Not Paranoid Enough
CEO biographies are almost uniformly terrible. The “uniformly” matters because it means you can’t even rely on different ones being interestingly terrible. They all tend to be ghost-written homages to the author’s toughness. Whatever lessons are shared are cliches. These cliches may even be true in some cases, but the author has only lived one life. Who knows if the same will work for you?
But there’s an exception. It’s a biography written by one CEO, and it’s heartfelt. He tells his story plainly and honestly. It’s a memoir, not a guidebook. And for that, it shines still in my memory even though it’s been twelve years since I read it.
Swimming Across by Andrew S. Grove is a great book. Everyone can read it. It has nothing to do with founding Intel and everything to do with a mother and her young son escaping Hungary as the Nazis took over their country and home. It’s thrilling and terrifying. Though Intel is hardly mentioned, my mind did the job of hanging the fate of the company in the balance.

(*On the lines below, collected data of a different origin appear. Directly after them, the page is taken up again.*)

#[cfg(test)]
mod tests {
    use super::*;

    use fintrack_rs::models::{AccountId, DashboardAccount, DashboardStatistics, TransactionId};
    use wiremock::matchers::{method, path};
    use wiremock::{Mock, MockServer, ResponseTemplate};

    const GOOD_CSV: &[u8] = b"Value Date;Text;Amount\n2024-01-01;Salary;1000\n2024-01-02;Coffee;-3.5\n";

    fn date(y: i32, m: u32, d: u32) -> NaiveDate {
        NaiveDate::from_ymd_opt(y, m, d).unwrap()
    }

    fn test_transaction(id: i64, on: NaiveDate, amount: f64) -> TransactionRecord {
        TransactionRecord {
            id: TransactionId::new(id),
            user_id: None,
            name: format!("Payee {id}"),
            amount,
            description: Some("note".to_owned()),
            transaction_date: on,
            category_id: None,
        }
    }

    fn test_account(id: i64, name: &str) -> Account {
        Account {
            account_id: AccountId::new(id),
            account_name: name.to_owned(),
            account_type: "checking".to_owned(),
            account_balance: 1520.5,
            currency: "SEK".to_owned(),
            platform_name: None,
        }
    }

    fn test_report(id: i64, month: &str) -> ReportRecord {
        ReportRecord {
            report_id: ReportId::new(id),
            report_month: month.parse().unwrap(),
            total_spending: 1234.5,
            transaction_count: 12,
            generated_at: date(2024, 2, 1).and_hms_opt(9, 30, 0).unwrap(),
        }
    }

    fn client_for(server: &MockServer) -> FinTrackClient {
        FinTrackClient::builder().base_url(server.uri()).build().unwrap()
    }

    fn offline_client() -> FinTrackClient {
        FinTrackClient::builder()
            .base_url("http://127.0.0.1:9")
            .build()
            .unwrap()
    }

    // ── argument parsing ─────────────────────────────────────────────

    #[test]
    fn parse_month_valid() {
        assert_eq!(parse_month("2024-03").unwrap(), ReportMonth::new(2024, 3).unwrap());
    }

    #[test]
    fn parse_month_invalid() {
        assert!(parse_month("2024-13").is_err());
        assert!(parse_month("March").is_err());
    }

    #[test]
    fn cli_parses_weekly_defaults() {
        let cli = Cli::try_parse_from(["fintrack", "weekly"]).unwrap();
        let Command::Weekly { weeks, local } = cli.command else {
            panic!("expected the weekly command");
        };
        assert_eq!(weeks, DEFAULT_WEEKS);
        assert!(!local);
    }

    #[test]
    fn cli_parses_report_download() {
        let cli = Cli::try_parse_from([
            "fintrack", "reports", "download", "--month", "2024-01", "-o", "out.pdf",
        ])
        .unwrap();
        let Command::Reports(ReportCommand::Download { month, output }) = cli.command else {
            panic!("expected reports download");
        };
        assert_eq!(month, ReportMonth::new(2024, 1).unwrap());
        assert_eq!(output, Some(PathBuf::from("out.pdf")));
    }

    // ── check ────────────────────────────────────────────────────────

    #[test]
    fn cmd_check_accepts_valid_csv() {
        let dir = tempfile::tempdir().unwrap();
        let file = dir.path().join("statement.csv");
        std::fs::write(&file, GOOD_CSV).unwrap();
        assert_eq!(cmd_check(&file).unwrap(), ExitCode::SUCCESS);
    }

    #[test]
    fn cmd_check_rejects_wrong_columns() {
        let dir = tempfile::tempdir().unwrap();
        let file = dir.path().join("statement.csv");
        std::fs::write(&file, b"Date;Description;Total\n2024-01-01;a;1\n").unwrap();
        assert_eq!(cmd_check(&file).unwrap(), ExitCode::FAILURE);
    }

    #[test]
    fn cmd_check_rejects_non_csv() {
        let dir = tempfile::tempdir().unwrap();
        let file = dir.path().join("statement.txt");
        std::fs::write(&file, GOOD_CSV).unwrap();
        assert_eq!(cmd_check(&file).unwrap(), ExitCode::FAILURE);
    }

    #[test]
    fn cmd_check_missing_file() {
        let dir = tempfile::tempdir().unwrap();
        assert_eq!(cmd_check(&dir.path().join("nope.csv")).unwrap(), ExitCode::FAILURE);
    }

    // ── output formatting ────────────────────────────────────────────

    #[test]
    fn print_accounts_table_empty() {
        assert!(print_accounts_table(&[]).is_ok());
    }

    #[test]
    fn print_accounts_table_with_data() {
        assert!(print_accounts_table(&[test_account(1, "Everyday")]).is_ok());
    }

    #[test]
    fn print_transactions_table_with_data() {
        let txs = [
            test_transaction(1, date(2024, 1, 10), 100.0),
            test_transaction(2, date(2024, 1, 9), -4.5),
        ];
        assert!(print_transactions_table(&txs, Some("USD"), date(2024, 1, 10)).is_ok());
        assert!(print_transactions_table(&txs, None, date(2024, 1, 10)).is_ok());
        assert!(print_transactions_table(&[], Some("USD"), date(2024, 1, 10)).is_ok());
    }

    #[test]
    fn print_weekly_table_with_data() {
        let buckets = vec![WeekBucket {
            week_start: date(2024, 1, 1),
            income: 100.0,
            expenses: 40.0,
        }];
        let series = WeeklySeries {
            summary: aggregate::summarize(&buckets),
            range: aggregate::date_range(date(2024, 1, 4), 1),
            buckets,
            currency: Some("SEK".to_owned()),
        };
        assert!(print_weekly_table(&series, date(2024, 1, 4)).is_ok());
    }

    #[test]
    fn print_weekly_table_empty() {
        let series = WeeklySeries {
            buckets: Vec::new(),
            summary: WeeklySummary::default(),
            range: None,
            currency: None,
        };
        assert!(print_weekly_table(&series, date(2024, 1, 4)).is_ok());
    }

    #[test]
    fn unconverted_amounts_carry_no_currency_symbol() {
        assert_eq!(amount_text(1234.5, None), "1,234.50");
        assert_eq!(amount_text(1234.5, Some("USD")), "$1234.50");
        assert_eq!(signed_text(12.0, None), "+12.00");
        assert_eq!(signed_text(-3.5, None), "-3.50");
        assert_eq!(signed_text(-3.5, Some("USD")), "-$3.50");
    }

    #[test]
    fn print_dashboard_works() {
        let dashboard = DashboardResponse {
            success: true,
            base_currency: "SEK".to_owned(),
            statistics: DashboardStatistics {
                total_balance: 2500.0,
                account_count: 2,
            },
            recent_transactions: vec![test_transaction(1, date(2024, 1, 10), -3.5)],
            accounts: vec![
                DashboardAccount {
                    account_name: Some("Everyday".to_owned()),
                    original_currency: "SEK".to_owned(),
                    converted_balance: Some(1500.0),
                },
                DashboardAccount {
                    account_name: None,
                    original_currency: "EUR".to_owned(),
                    converted_balance: None,
                },
            ],
        };
        assert!(print_dashboard(&dashboard, date(2024, 1, 10)).is_ok());
    }

    #[test]
    fn print_reports_works() {
        let reports = [test_report(2, "2024-02"), test_report(1, "2024-01")];
        assert!(print_reports(&reports, date(2024, 2, 1)).is_ok());
        assert!(print_reports(&[], date(2024, 2, 1)).is_ok());
    }

    #[test]
    fn print_import_summary_works() {
        let summary = ImportSummary {
            imported: 10,
            duplicates: 0,
            total: 10,
            message: Some("Imported 10 transactions".to_owned()),
        };
        assert!(print_import_summary(&summary).is_ok());
    }

    #[test]
    fn progress_bar_follows_readings() {
        let bar = make_progress_bar();
        show_progress(&bar, Progress::at(42.4));
        assert_eq!(bar.position(), 42);
        show_progress(&bar, Progress::complete());
        assert_eq!(bar.position(), 100);
        bar.finish_and_clear();
    }

    #[test]
    fn make_spinner_creates_spinner() {
        let spinner = make_spinner("Testing...");
        spinner.finish_and_clear();
    }

    // ── remote commands ──────────────────────────────────────────────

    #[tokio::test]
    async fn dispatch_accounts() {
        let server = MockServer::start().await;
        Mock::given(method("GET"))
            .and(path("/accounts"))
            .respond_with(ResponseTemplate::new(200).set_body_json(serde_json::json!([])))
            .mount(&server)
            .await;

        let client = client_for(&server);
        let code = dispatch(&client, Command::Accounts, "USD").await.unwrap();
        assert_eq!(code, ExitCode::SUCCESS);
    }

    #[tokio::test]
    async fn dispatch_accounts_offline_fails() {
        let code = dispatch(&offline_client(), Command::Accounts, "USD").await.unwrap();
        assert_eq!(code, ExitCode::FAILURE);
    }

    #[tokio::test]
    async fn weekly_local_aggregates_transactions() {
        let server = MockServer::start().await;
        let today = Local::now().date_naive().to_string();
        Mock::given(method("GET"))
            .and(path("/transactions"))
            .respond_with(ResponseTemplate::new(200).set_body_json(serde_json::json!([
                {"transaction_id": 1, "name": "Salary", "amount": 100.0, "transaction_date": today},
                {"transaction_id": 2, "name": "Rent", "amount": -40.0, "transaction_date": today}
            ])))
            .mount(&server)
            .await;

        let client = client_for(&server);
        let series = load_local_weeks(&client, 4).await.unwrap();
        assert_eq!(series.currency, None);
        assert_eq!(series.buckets.len(), 1);
        assert!((series.summary.total_net - 60.0).abs() < 1e-9);
    }

    #[tokio::test]
    async fn weekly_backend_falls_back_to_local_summary() {
        let server = MockServer::start().await;
        Mock::given(method("GET"))
            .and(path("/api/weekly-chart"))
            .respond_with(ResponseTemplate::new(200).set_body_json(serde_json::json!({
                "success": true,
                "weekly_data": [
                    {"date": "2024-01-01", "income": 100.0, "expenses": 40.0},
                    {"date": "2024-01-08", "income": 0.0, "expenses": 10.0}
                ]
            })))
            .mount(&server)
            .await;

        let client = client_for(&server);
        let series = load_backend_weeks(&client, 8, "EUR").await.unwrap();
        assert_eq!(series.currency.as_deref(), Some("EUR"));
        assert!((series.summary.total_expenses - 50.0).abs() < 1e-9);
    }

    #[tokio::test]
    async fn import_uploads_checked_file() {
        let server = MockServer::start().await;
        Mock::given(method("POST"))
            .and(path("/import-csv"))
            .respond_with(ResponseTemplate::new(200).set_body_json(
                serde_json::json!({"imported": 2, "duplicates": 0, "total": 2}),
            ))
            .expect(1)
            .mount(&server)
            .await;

        let dir = tempfile::tempdir().unwrap();
        let file = dir.path().join("statement.csv");
        std::fs::write(&file, GOOD_CSV).unwrap();

        let client = client_for(&server);
        assert_eq!(cmd_import(&client, &file).await.unwrap(), ExitCode::SUCCESS);
    }

    #[tokio::test]
    async fn import_reports_server_detail() {
        let server = MockServer::start().await;
        Mock::given(method("POST"))
            .and(path("/import-csv"))
            .respond_with(
                ResponseTemplate::new(400)
                    .set_body_json(serde_json::json!({"detail": "Invalid date in row 3"})),
            )
            .mount(&server)
            .await;

        let dir = tempfile::tempdir().unwrap();
        let file = dir.path().join("statement.csv");
        std::fs::write(&file, GOOD_CSV).unwrap();

        let client = client_for(&server);
        assert_eq!(cmd_import(&client, &file).await.unwrap(), ExitCode::FAILURE);
    }

    #[tokio::test]
    async fn report_download_writes_file() {
        let server = MockServer::start().await;
        Mock::given(method("GET"))
            .and(path("/api/reports/download"))
            .respond_with(ResponseTemplate::new(200).set_body_bytes(b"%PDF-1.4".to_vec()))
            .mount(&server)
            .await;

        let dir = tempfile::tempdir().unwrap();
        let output = dir.path().join("report.pdf");
        let client = client_for(&server);
        let code = cmd_reports(
            &client,
            ReportCommand::Download {
                month: ReportMonth::new(2024, 1).unwrap(),
                output: Some(output.clone()),
            },
        )
        .await
        .unwrap();
        assert_eq!(code, ExitCode::SUCCESS);
        assert_eq!(std::fs::read(&output).unwrap(), b"%PDF-1.4");
    }
}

It’s a great example of how knowing the end to a story can actually enhance dramatic tension.
I don’t know or care whether Swimming Across is great literature or not. It is too compelling a story to worry about such matters. The book occupies a strange place in the marketplace of ideas. It engages in self-disclosure ordinarily only found in fiction. Indeed, when reading, one almost has to remind oneself that everything written actually happened, and indeed happened to the author.
I’m not surprised the book didn’t do better. The people who cared about Andrew Grove cared about Intel. They wanted Only the Paranoid Survive and High Output Management. If Swimming Across taught anything about Intel, its lessons were far too subtle for me to comprehend.
Swimming Across ought to have been labeled a classic. It deserves a review written by a better writer than me. It deserved to be brought up in the refugee debate. I hope for the Littlest Bath to read it alongside Anne Frank to see how capriciously tragedy visited one but not the other.
Ultimately, though, we always knew we would end here. Andrew Grove died yesterday, possibly from Parkinson’s disease. I thank him for his gifts to us.